I'm 19, my ex is 17. It was a first relationship for both of us. Everything was going so well and we did so much in the time we spent together. Then she went away to a bible camp, our first time we were away from each other, and came back and she broke up with me. She said she was just "trying out having a boyfriend" and still wanted to be friends, and we have hung out once since then. It was hard to look at her as just a friend because we had only dated and were never really just friends. We both worked at the same place, so we talked and joked around after the relationship. Her family was not too happy with her decision since they really like me. I called her a few times just to talk and ask why things happened the way they did but she just said that she didn't want a boyfriend right now. She gave me her cell phone number a few months ago, which I thought was a good sign. But I tried calling her once and left a message but never got a call back. Weeks went by and we slowly drifted apart and at the time I was so confused. Then I found out that she became interested in another guy at the bible camp when she went on her trip and at the time I made a very stupid move...I called her and talked to her about it. At the time she was ignoring me so I figured "What do I have to lose, I need answers to help me heal." She said that she didn't like him...I told her I believed her and I trusted her. Well, after that weeks went by that she would see me and wouldn't even say hello or anything (she comes into the store I work at). Well, at this point I was very upset with myself because I thought I had hurt her, so I wrote her a letter and told her that I was sorry if I upset her. Her brother came to me and said that "she still thinks I'm cool" and that he wasn't sure why she did what she did. This happened last week.

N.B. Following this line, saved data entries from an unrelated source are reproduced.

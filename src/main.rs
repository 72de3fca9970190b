//! Medialink CLI: mirror a media directory as symbolic links.

use anyhow::Result;
use clap::Parser;
use medialink::engine::arg_parser::Cli;
use medialink::engine::handle_run;
use std::time::Instant;

fn main() -> Result<()> {
    let start_time = Instant::now();
    let cli = Cli::parse();
    handle_run(&cli)?;
    log::debug!("Total time: {:?}", start_time.elapsed());
    Ok(())
}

So my question is, did I blow it? I wish I had just stayed away instead of trying to still be there as a friend. I was just confused, because I thought since she said in the beginning that she still wanted to be friends that it was ok to try to call her, and if I didn't I wouldn't be holding up my end of the deal. My plans now are to not contact her for a few months, what do you think? I know it will be hard because she will come into the store I work at to shop. When I do decide to see how she's doing, I'm not even sure what I should say. How long should I wait? I just hope she remembers me as the guy that made her happy and all the fun we had. Thank you very much
The good part is you are still very young and have your whole life ahead of you. Another good thing is you can learn what is in this guide and follow it, you COULD create that spark again. She's young and doesn't know what she wants. You can't take that personally.
Let things go for now and concentrate on your life. At 19 hopefully you're going to college. There will be many more girls available throughout the years. She's not the only one.
Read the guide, follow it and hope for the best. That's really all you can do. You can't force her to come back. She has to want to on her own. If you force it all you will only push her away even more.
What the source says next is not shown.